● Exercise aim
Output exactly the lines below, starting with the line that has "impl From<ApiError> for" and going on through the line that has "pub type Result<T>", both included, and no other lines.

● Saved data entries
----------
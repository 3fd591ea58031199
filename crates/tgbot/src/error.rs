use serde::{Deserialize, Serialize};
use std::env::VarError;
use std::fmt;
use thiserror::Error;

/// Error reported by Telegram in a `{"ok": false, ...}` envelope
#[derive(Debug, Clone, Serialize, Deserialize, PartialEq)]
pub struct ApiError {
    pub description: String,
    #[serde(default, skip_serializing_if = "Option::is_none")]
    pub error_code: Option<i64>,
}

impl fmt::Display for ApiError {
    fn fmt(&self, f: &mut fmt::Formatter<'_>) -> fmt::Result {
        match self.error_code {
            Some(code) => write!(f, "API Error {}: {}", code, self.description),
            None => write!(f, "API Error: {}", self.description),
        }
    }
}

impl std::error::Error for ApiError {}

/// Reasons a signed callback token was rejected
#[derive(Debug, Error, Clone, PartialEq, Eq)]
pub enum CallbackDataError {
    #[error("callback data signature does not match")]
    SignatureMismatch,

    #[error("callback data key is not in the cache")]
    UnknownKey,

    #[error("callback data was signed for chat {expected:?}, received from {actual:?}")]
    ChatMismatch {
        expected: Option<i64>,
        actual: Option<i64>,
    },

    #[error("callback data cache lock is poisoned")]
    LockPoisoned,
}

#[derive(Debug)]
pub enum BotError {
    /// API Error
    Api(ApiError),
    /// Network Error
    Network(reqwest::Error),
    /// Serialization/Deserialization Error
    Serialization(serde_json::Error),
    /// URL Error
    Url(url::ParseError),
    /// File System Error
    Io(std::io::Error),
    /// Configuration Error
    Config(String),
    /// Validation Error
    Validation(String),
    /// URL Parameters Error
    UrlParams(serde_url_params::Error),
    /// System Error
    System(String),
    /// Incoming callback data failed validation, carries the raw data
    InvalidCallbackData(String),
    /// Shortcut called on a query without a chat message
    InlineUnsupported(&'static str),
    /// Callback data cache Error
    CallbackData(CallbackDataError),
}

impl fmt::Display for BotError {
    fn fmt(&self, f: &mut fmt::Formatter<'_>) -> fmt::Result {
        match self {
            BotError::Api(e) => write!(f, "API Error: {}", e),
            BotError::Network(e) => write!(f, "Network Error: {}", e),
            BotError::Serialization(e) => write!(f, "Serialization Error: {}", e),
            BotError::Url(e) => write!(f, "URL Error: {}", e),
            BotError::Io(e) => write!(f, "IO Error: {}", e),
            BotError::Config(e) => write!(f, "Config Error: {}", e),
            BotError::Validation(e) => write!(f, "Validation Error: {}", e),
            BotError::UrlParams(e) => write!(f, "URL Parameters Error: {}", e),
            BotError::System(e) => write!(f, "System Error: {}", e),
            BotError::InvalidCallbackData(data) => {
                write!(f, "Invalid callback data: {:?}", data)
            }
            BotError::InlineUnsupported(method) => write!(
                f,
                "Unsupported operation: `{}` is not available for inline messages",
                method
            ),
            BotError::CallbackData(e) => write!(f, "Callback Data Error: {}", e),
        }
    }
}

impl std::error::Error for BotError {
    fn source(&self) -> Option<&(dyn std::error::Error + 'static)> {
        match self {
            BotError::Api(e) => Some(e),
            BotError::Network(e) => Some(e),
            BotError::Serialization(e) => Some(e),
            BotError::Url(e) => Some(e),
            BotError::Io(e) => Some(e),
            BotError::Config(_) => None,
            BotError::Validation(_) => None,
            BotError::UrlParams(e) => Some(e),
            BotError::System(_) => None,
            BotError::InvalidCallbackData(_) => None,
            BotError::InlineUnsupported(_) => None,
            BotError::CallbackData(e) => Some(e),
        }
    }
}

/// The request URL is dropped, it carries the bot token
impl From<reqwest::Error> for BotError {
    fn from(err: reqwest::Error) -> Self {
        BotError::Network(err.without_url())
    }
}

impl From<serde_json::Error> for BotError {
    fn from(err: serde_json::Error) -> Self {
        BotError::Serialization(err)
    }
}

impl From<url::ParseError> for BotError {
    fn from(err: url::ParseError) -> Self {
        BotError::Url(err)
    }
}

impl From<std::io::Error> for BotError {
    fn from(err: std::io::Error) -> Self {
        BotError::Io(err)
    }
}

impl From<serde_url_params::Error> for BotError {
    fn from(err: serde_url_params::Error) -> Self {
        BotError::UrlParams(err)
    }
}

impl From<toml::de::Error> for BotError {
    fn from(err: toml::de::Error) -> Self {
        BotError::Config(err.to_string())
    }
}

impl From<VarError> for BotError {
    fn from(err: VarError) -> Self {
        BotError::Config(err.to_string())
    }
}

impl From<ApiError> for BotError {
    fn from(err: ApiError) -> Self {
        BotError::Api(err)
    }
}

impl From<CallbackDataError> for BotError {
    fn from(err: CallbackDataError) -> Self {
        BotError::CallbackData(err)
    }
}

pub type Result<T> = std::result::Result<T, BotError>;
----------
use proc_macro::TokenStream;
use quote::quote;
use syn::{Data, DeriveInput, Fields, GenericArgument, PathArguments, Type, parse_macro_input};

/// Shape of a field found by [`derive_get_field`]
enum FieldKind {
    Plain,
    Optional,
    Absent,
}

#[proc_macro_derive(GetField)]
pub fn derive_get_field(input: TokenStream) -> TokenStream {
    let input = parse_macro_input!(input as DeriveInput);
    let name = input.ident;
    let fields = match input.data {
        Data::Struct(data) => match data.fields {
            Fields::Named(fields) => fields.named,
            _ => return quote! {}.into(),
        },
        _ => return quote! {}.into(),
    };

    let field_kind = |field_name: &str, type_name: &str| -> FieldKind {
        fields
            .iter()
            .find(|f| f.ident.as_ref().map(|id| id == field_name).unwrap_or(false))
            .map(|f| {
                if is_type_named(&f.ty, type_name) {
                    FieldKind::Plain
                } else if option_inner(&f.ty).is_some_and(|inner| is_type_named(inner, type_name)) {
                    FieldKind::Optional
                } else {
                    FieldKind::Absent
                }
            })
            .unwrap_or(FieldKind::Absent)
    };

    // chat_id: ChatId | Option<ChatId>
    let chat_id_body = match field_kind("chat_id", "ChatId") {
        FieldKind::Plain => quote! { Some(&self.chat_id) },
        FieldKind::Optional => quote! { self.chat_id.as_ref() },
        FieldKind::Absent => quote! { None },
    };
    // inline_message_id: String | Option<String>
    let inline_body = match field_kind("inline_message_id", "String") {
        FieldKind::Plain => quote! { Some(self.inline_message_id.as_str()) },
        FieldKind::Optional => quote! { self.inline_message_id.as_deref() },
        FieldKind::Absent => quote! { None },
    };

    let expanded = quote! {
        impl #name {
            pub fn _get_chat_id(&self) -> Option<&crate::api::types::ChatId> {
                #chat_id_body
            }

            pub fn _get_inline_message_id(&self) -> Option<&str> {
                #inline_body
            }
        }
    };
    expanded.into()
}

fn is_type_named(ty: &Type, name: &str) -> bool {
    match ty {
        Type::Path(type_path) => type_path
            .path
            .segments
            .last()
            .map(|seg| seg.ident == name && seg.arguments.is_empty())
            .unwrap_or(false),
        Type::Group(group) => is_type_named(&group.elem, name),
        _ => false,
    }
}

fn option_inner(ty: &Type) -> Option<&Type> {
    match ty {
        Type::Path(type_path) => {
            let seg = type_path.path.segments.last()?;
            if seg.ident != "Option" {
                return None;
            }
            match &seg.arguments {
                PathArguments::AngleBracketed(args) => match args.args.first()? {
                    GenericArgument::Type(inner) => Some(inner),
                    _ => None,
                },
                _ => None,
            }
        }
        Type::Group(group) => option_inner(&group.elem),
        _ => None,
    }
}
----------
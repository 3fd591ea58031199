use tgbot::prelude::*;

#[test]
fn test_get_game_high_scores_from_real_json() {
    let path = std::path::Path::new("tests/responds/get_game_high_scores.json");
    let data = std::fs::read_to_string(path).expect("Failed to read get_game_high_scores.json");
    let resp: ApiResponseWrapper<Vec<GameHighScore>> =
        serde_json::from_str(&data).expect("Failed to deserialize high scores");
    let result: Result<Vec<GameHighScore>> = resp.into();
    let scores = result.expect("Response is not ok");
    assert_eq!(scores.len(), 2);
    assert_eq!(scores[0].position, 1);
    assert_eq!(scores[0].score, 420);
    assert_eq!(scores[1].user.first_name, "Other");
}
----------
● Answer area
impl From<ApiError> for BotError {
    fn from(err: ApiError) -> Self {
        BotError::Api(err)
    }
}

impl From<CallbackDataError> for BotError {
    fn from(err: CallbackDataError) -> Self {
        BotError::CallbackData(err)
    }
}

pub type Result<T> = std::result::Result<T, BotError>;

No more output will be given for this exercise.